Exercise prompt:
Report the count of lines below that include "captures", without any other text.

═══ Data for review

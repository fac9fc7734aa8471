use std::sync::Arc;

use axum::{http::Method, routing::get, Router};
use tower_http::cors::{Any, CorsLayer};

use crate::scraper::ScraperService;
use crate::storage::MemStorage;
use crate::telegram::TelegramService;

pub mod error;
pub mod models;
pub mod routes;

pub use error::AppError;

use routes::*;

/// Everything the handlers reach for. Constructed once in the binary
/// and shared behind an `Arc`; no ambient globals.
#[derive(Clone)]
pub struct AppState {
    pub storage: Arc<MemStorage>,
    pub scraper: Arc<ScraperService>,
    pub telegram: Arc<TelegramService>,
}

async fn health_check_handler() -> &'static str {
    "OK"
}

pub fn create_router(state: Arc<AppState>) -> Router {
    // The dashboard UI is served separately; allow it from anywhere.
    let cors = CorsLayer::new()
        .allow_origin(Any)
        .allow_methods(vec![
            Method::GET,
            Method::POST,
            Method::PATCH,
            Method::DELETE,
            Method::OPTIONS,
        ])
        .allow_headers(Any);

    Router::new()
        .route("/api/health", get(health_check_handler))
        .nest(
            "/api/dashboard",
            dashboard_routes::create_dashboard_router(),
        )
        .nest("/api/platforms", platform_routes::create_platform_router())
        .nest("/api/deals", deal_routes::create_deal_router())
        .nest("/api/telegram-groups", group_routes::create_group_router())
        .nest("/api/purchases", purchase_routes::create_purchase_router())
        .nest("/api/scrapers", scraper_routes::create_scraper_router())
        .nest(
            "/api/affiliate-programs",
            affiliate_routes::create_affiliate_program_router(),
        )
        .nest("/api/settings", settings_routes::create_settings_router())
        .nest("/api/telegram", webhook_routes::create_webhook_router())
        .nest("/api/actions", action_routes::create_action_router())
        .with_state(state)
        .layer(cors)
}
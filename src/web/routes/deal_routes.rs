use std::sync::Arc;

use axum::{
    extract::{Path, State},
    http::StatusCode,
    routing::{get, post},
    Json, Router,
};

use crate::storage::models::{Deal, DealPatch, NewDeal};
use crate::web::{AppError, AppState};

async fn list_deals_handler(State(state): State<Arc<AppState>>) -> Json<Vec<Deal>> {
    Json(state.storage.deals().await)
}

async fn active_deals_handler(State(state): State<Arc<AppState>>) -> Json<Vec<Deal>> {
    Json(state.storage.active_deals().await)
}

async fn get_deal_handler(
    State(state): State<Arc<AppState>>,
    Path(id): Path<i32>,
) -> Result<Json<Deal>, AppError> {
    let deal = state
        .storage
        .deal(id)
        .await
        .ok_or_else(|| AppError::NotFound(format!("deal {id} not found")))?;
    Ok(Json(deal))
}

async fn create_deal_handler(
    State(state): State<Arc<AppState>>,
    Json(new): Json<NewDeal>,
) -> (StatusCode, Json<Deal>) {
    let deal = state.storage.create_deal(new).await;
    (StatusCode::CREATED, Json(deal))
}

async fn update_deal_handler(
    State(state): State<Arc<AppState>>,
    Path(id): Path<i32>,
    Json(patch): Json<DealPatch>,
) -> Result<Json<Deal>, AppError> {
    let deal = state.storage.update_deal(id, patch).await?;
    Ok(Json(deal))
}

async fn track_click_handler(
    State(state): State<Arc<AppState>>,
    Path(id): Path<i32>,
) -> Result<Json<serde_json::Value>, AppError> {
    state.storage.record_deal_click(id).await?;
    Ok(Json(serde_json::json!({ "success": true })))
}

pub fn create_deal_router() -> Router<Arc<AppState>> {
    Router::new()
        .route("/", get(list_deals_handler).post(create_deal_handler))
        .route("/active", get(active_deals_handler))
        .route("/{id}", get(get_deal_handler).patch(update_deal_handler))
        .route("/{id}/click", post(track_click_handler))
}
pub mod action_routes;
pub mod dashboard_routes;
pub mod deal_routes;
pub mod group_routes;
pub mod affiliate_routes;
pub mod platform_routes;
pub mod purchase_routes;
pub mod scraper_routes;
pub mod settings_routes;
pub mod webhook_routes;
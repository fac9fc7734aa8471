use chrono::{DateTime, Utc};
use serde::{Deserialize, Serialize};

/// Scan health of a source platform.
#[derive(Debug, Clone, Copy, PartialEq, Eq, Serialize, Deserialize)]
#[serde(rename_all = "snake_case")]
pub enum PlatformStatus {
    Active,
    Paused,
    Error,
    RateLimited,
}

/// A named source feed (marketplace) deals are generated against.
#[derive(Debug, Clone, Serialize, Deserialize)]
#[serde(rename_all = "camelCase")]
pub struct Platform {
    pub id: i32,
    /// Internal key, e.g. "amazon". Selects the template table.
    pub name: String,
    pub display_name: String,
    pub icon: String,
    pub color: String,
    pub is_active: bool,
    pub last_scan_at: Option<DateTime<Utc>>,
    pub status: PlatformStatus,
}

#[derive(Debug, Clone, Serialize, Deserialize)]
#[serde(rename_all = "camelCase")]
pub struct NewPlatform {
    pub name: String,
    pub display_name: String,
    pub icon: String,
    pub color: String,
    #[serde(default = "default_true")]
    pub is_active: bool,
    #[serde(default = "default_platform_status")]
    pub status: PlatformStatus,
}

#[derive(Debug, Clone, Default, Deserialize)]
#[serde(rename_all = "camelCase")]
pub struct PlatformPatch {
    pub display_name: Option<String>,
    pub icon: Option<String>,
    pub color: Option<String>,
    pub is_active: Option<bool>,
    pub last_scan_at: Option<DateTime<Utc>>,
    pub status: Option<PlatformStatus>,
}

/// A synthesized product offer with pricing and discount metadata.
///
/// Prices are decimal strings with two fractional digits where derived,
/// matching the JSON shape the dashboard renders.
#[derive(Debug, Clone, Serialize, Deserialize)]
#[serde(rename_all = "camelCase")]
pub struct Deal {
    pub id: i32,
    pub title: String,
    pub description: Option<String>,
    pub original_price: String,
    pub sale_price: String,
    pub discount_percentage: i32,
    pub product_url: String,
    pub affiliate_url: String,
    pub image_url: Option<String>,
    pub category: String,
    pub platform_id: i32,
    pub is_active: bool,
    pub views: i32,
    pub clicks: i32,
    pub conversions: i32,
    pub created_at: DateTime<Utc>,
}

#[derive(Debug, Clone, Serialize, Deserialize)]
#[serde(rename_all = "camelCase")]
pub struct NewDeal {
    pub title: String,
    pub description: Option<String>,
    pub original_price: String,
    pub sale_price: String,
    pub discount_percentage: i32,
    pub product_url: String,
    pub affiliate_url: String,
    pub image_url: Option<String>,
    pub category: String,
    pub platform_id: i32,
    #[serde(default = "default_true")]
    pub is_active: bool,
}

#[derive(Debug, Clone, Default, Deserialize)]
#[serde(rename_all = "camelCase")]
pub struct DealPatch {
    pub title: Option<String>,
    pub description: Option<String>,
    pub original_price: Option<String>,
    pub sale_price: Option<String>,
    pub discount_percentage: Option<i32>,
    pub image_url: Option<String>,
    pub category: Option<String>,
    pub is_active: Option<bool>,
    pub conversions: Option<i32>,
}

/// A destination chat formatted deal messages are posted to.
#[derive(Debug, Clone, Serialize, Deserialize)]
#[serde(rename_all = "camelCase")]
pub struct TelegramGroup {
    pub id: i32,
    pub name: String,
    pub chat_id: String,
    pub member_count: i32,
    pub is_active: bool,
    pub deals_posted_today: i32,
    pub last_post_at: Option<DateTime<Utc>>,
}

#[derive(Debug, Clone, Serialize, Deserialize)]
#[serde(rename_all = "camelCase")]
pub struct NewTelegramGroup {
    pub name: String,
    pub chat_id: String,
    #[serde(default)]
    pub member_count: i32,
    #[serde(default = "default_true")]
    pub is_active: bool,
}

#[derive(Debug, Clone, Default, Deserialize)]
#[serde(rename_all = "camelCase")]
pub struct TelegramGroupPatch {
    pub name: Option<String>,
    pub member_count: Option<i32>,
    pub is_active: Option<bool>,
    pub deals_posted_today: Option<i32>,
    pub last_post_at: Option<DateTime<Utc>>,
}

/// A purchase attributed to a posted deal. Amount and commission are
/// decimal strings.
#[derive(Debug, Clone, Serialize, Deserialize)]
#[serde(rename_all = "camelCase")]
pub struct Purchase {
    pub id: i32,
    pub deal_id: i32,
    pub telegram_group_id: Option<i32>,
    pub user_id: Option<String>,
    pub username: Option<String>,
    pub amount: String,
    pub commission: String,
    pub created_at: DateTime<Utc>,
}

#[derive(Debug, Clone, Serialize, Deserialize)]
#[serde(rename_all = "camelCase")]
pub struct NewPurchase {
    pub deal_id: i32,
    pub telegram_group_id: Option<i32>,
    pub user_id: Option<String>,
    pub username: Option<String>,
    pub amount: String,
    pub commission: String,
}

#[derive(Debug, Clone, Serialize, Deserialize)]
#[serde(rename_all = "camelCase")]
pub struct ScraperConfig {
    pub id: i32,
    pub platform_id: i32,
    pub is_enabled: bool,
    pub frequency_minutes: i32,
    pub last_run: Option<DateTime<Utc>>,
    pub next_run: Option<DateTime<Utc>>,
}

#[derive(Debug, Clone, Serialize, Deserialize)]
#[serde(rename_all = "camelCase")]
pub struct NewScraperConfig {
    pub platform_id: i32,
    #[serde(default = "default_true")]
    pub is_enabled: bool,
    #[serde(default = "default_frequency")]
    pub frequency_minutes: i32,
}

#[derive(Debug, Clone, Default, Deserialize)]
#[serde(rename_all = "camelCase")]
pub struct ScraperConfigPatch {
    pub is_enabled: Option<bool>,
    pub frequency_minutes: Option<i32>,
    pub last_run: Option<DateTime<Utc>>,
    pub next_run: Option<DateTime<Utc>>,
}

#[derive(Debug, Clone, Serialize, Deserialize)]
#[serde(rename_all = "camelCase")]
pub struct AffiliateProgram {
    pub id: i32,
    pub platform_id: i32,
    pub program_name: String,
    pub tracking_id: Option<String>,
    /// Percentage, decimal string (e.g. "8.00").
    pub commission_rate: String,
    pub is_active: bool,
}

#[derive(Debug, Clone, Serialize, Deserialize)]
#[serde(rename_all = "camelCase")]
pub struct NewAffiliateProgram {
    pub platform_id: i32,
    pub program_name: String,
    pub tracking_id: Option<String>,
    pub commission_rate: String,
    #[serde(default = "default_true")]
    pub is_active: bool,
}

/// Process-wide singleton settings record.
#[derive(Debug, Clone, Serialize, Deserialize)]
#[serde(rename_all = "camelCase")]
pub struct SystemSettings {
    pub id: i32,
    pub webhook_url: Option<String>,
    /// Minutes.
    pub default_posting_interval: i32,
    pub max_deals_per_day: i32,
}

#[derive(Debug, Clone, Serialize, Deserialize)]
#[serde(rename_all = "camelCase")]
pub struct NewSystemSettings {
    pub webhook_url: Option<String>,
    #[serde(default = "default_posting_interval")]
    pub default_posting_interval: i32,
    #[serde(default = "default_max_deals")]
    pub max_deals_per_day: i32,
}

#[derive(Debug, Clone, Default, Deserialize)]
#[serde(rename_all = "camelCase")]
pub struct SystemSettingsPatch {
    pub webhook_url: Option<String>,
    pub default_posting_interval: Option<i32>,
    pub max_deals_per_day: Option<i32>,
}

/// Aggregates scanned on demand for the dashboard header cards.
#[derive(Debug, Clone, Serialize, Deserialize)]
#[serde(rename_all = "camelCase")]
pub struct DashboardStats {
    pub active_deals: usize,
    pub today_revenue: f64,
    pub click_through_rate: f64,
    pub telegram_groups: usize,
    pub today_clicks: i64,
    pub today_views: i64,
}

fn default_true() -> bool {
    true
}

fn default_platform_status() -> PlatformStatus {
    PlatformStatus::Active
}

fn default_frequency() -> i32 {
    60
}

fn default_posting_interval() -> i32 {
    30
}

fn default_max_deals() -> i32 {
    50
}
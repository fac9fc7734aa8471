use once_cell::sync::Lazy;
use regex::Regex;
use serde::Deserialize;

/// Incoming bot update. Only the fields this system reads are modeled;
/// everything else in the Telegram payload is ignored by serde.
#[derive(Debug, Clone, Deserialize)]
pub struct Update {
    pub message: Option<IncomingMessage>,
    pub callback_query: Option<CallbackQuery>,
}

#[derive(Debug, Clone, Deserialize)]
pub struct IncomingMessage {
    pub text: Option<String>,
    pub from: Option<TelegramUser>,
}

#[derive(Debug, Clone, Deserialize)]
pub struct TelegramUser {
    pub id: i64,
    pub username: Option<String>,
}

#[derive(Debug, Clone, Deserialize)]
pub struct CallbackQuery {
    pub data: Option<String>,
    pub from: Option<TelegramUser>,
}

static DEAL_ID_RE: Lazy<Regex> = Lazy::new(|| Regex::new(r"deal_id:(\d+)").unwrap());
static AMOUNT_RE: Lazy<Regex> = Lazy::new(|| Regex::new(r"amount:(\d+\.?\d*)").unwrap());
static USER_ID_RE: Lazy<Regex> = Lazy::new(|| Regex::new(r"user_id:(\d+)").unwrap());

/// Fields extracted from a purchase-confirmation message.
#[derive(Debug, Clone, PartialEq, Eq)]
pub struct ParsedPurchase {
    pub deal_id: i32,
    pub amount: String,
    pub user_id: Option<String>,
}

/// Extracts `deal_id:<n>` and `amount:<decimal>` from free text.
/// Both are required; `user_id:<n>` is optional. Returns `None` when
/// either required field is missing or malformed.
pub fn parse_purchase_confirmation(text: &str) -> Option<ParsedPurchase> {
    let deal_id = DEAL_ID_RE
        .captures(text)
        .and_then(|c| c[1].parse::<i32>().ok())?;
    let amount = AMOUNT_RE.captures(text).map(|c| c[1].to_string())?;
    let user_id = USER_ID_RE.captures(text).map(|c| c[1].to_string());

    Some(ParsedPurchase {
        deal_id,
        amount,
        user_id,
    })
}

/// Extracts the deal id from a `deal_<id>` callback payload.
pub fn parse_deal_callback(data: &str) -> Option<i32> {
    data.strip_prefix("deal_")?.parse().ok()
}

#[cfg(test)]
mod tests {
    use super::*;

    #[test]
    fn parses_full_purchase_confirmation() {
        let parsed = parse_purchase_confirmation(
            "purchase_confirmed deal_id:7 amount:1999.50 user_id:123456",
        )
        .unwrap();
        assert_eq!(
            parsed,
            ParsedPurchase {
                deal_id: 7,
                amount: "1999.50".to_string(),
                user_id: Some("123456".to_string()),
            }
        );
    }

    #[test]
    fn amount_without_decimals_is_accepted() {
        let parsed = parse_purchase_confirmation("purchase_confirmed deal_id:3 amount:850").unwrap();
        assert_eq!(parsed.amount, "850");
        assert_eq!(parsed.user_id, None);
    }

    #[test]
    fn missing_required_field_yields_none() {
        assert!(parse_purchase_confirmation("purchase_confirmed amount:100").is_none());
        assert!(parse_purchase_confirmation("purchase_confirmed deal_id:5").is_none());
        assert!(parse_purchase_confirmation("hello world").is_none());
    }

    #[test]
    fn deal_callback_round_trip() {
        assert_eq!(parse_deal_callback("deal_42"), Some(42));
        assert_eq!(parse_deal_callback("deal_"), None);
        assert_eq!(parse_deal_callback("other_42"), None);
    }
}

══════

The answer:
3